Nevermore (Plus jamais)
#9
Il s'apprêtait à réciter une incantation, quand soudain, la voix écorchée et rauque de la jeune femme s'éleva derrière lui.

Il resta un instant figé, coupé dans sa formule, fixant la Corbac, presque hébété.

Il n'avait pas vraiment prévu qu'elle lui réponde aussi tôt.

Pour dire vrai, il pensait même qu'elle ne lui répondrait jamais, et s'en était prématurément satisfait.

Et pourtant... C'était bien sa voix qu'il entendait, aussi rude que la pierre mise à vif par les vents et le froid mordeur, et ses lèvres qui se mouvaient, aussi pâles que le teint d'un cadavre.

Le temps d'un instant, il fut pris au dépourvu.

Puis il le vit.
Cette lueur dans son regard.
Ce sentiment.
Celui d'être détaché de tous, de se sentir oppressé par des règles morales stupides et étouffantes, et des modèles dénués de sens et de valeurs.
Cette douleur constante, aussi perpétuelle et présent que les battements d'un cœur, ces questionnements incessants, ces tourments inutiles, que l'on camoufle derrière un masque d'inexpression et d'immoralité.
Ces chaînes éthérées mais bien réelles, qui nous plaquent au sol, nous étranglent, nous oppriment, sans un instant de répit et de soulagement.
Elle le comprenait.
Elle était comme lui.

Durant un bref instant, l'espoir et la compassion se lut dans ses yeux... Avant de disparaître aussi soudainement qu'ils étaient apparût, laissant place à un terrible sentiment de déception, de fatalité...
Et de traîtrise.

Le regard de la Corbac avait changé, il n'était plus le même.
A présent elle le regardait avec mépris et dégoût. Comme tous les autres.

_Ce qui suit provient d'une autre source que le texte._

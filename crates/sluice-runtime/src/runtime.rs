//! Workflow runtime.
//!
//! The [`Runtime`] struct is the main entry point for executing workflows.
//! It owns a workflow definition and a body registry, compiles the definition
//! on [`configure`](Runtime::configure), and drives a default
//! [`WorkflowInstance`] through the caller operations. Additional independent
//! instances are available through [`instance`](Runtime::instance).

use std::collections::BTreeMap;
use std::sync::Arc;

use serde_json::Value;
use sluice_body::BodyRegistry;
use sluice_config::WorkflowDef;
use sluice_resolver::{Resolver, ResolverOptions, StandardResolver};
use sluice_workflow::Workflow;
use tracing::{debug, info};

use crate::config::RuntimeConfig;
use crate::error::RunError;
use crate::events::{ExecutionNotifier, NoopNotifier};
use crate::instance::{LifecycleState, WorkflowInstance};

/// The workflow runtime.
pub struct Runtime {
  definition: WorkflowDef,
  registry: Arc<dyn BodyRegistry>,
  config: RuntimeConfig,
  options: ResolverOptions,
  notifier: Arc<dyn ExecutionNotifier>,
  instance: Option<WorkflowInstance>,
}

impl Runtime {
  /// Create a new, unconfigured runtime for the given definition.
  pub fn new(definition: WorkflowDef, registry: Arc<dyn BodyRegistry>, config: RuntimeConfig) -> Self {
    Self {
      definition,
      registry,
      config,
      options: ResolverOptions::default(),
      notifier: Arc::new(NoopNotifier),
      instance: None,
    }
  }

  pub fn with_notifier(mut self, notifier: Arc<dyn ExecutionNotifier>) -> Self {
    self.notifier = notifier;
    self
  }

  pub fn with_resolver_options(mut self, options: ResolverOptions) -> Self {
    self.options = options;
    self
  }

  pub fn definition(&self) -> &WorkflowDef {
    &self.definition
  }

  /// The compiled workflow, once configured.
  pub fn workflow(&self) -> Option<&Arc<Workflow>> {
    self.instance.as_ref().map(WorkflowInstance::workflow)
  }

  pub fn state(&self) -> LifecycleState {
    self
      .instance
      .as_ref()
      .map_or(LifecycleState::Unconfigured, WorkflowInstance::state)
  }

  /// Resolve and validate the definition.
  ///
  /// Configuring an already configured runtime returns the existing compiled
  /// workflow without touching the current instance.
  pub fn configure(&mut self) -> Result<Arc<Workflow>, RunError> {
    if let Some(instance) = &self.instance {
      debug!(workflow = %self.definition.name, "already configured");
      return Ok(instance.workflow().clone());
    }

    let resolver = StandardResolver::with_options(self.registry.clone(), self.options);
    let workflow = Arc::new(resolver.resolve(&self.definition)?);

    info!(
      workflow = %workflow.name,
      nodes = workflow.nodes.len(),
      inflows = workflow.inflows.len(),
      outflows = workflow.outflows.len(),
      "workflow_configured"
    );

    self.instance = Some(self.new_instance(workflow.clone()));
    Ok(workflow)
  }

  /// Create an independent instance sharing the compiled workflow.
  pub fn instance(&self) -> Result<WorkflowInstance, RunError> {
    let workflow = self.workflow().cloned().ok_or(RunError::Protocol {
      operation: "create instance",
      state: LifecycleState::Unconfigured,
    })?;
    Ok(self.new_instance(workflow))
  }

  fn new_instance(&self, workflow: Arc<Workflow>) -> WorkflowInstance {
    WorkflowInstance::new(
      workflow,
      self.registry.clone(),
      self.config.clone(),
      self.notifier.clone(),
    )
  }

  fn current(&mut self, operation: &'static str) -> Result<&mut WorkflowInstance, RunError> {
    self.instance.as_mut().ok_or(RunError::Protocol {
      operation,
      state: LifecycleState::Unconfigured,
    })
  }

  pub fn initialize(&mut self) -> Result<(), RunError> {
    self.current("initialize")?.initialize()
  }

  pub fn set(&mut self, key: &str, value: Value) -> Result<(), RunError> {
    self.current("set")?.set(key, value)
  }

  pub fn run(&mut self) -> Result<(), RunError> {
    self.current("run")?.run()
  }

  pub fn get(&mut self, key: &str) -> Result<Value, RunError> {
    self.current("get")?.get(key)
  }

  pub fn outputs(&mut self) -> Result<BTreeMap<String, Value>, RunError> {
    self.current("outputs")?.outputs()
  }

  pub fn wrapup(&mut self) -> Result<(), RunError> {
    self.current("wrapup")?.wrapup()
  }

  pub fn store_size(&self) -> usize {
    self.instance.as_ref().map_or(0, WorkflowInstance::store_size)
  }
}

Non, elle n'était pas comme lui.
Il manquait quelque chose...
Est-ce une chose qu'elle avait en moins par rapport à lui ? A moins que c'était l'inverse ? Il l'ignorait... Mais ce détail, ainsi insignifiant pouvait-il être, suffisait à rendre béant le fossé qui les séparait.

Finalement, il perdait son temps avec elle.
Il n'avait rien à attendre ce corbeau misérable et piteux, hormis des plumes froissées et des sarcasmes vides.

Il n'avait même plus l'envie de jouer avec elle.
Elle le dégoûtait.
Le répugnait.
L'illusion qui l'avait jusque-là abusé se brisa, ses éclats s'envolant vers lui et s'enfonçant profondément dans son âme, qui déjà terriblement meurtrie suinta plus encore de son amour-propre.
Comme les autres, elle n'apportait que souffrance et désillusion.
Comme les autres, elle le rejetait.
Et comme pour les autres, il ne souhaitait plus qu'une chose : qu'elle disparaisse de ce monde.
Qu'elle s'étrangle avec ses plumes et s'empoisonne avec son venin.
Qu'elle se baigne dans son propre sang et qu'elle y sombre, pour l'éternité.

Aussi, et malgré après avoir concentré d'énormes efforts pour présenter plus un rictus qu'un sourire, il répondit, d'une voix sèche et froide comme les tombes:
Je n'y connais rien. Mais je connais si bien le chaos, la cacophonie et la laideur que je peux en entrapercevoir à travers eux les contours leur antonymie, condamné cependant à ne jamais les comprendre.

Puis il s'éloigna, d'un pas raide, laissant dans un sillage une froideur malsaine et pesante.